Provided records: Begin

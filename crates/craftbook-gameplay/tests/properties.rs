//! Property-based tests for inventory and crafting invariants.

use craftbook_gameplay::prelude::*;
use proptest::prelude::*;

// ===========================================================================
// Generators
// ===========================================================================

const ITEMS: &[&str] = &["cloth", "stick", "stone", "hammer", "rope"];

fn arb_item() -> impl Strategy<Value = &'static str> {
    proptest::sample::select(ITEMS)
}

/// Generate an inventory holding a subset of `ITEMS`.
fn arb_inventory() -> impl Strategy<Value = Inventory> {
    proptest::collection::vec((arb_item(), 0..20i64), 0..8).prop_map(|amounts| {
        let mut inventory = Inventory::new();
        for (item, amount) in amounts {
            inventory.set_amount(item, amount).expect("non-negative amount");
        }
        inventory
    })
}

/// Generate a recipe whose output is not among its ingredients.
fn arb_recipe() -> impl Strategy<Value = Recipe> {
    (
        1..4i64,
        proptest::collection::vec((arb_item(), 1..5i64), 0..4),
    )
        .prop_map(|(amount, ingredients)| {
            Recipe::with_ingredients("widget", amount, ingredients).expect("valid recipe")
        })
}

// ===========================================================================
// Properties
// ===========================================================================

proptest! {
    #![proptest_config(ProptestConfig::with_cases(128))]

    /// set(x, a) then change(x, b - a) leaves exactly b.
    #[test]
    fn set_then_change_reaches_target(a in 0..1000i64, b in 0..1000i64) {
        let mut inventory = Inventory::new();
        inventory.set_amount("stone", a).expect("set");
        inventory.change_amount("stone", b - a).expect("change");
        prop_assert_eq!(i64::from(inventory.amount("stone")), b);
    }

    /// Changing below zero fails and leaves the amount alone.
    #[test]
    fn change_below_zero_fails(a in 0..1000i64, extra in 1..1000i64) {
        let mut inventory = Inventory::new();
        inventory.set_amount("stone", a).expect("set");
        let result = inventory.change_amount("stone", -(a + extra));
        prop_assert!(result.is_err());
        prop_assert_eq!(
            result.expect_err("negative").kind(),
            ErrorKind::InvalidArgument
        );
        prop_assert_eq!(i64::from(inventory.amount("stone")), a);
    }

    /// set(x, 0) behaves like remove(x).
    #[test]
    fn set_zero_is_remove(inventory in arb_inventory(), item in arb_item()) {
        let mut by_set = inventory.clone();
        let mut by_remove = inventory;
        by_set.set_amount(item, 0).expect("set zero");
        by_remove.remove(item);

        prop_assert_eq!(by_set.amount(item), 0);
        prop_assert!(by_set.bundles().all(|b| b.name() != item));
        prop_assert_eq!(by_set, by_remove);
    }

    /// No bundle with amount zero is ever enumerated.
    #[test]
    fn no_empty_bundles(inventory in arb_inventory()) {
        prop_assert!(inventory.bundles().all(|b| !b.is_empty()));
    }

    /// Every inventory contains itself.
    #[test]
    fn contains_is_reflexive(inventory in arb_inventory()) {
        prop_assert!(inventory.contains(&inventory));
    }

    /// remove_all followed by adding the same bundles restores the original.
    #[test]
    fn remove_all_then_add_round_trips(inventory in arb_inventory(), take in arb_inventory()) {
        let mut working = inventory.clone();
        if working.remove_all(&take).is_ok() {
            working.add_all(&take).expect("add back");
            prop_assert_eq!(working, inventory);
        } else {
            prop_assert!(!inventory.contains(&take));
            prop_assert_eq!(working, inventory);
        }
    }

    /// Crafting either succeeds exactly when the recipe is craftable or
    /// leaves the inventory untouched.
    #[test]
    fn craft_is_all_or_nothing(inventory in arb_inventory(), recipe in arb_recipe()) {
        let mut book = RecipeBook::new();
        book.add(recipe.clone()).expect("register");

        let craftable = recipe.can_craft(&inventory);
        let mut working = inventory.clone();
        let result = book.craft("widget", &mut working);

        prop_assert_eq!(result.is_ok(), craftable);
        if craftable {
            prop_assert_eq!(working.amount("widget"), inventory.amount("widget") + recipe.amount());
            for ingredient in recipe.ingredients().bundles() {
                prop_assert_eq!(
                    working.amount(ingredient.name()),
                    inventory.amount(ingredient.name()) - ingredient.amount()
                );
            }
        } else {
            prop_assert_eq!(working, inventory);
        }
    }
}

Provided records: End

▶ _Aim of the exercise_:
Across the whole listing, show each line where the word "widget" occurs.

▶ _Task solution_:
            Recipe::with_ingredients("widget", amount, ingredients).expect("valid recipe")
        let result = book.craft("widget", &mut working);
            prop_assert_eq!(working.amount("widget"), inventory.amount("widget") + recipe.amount());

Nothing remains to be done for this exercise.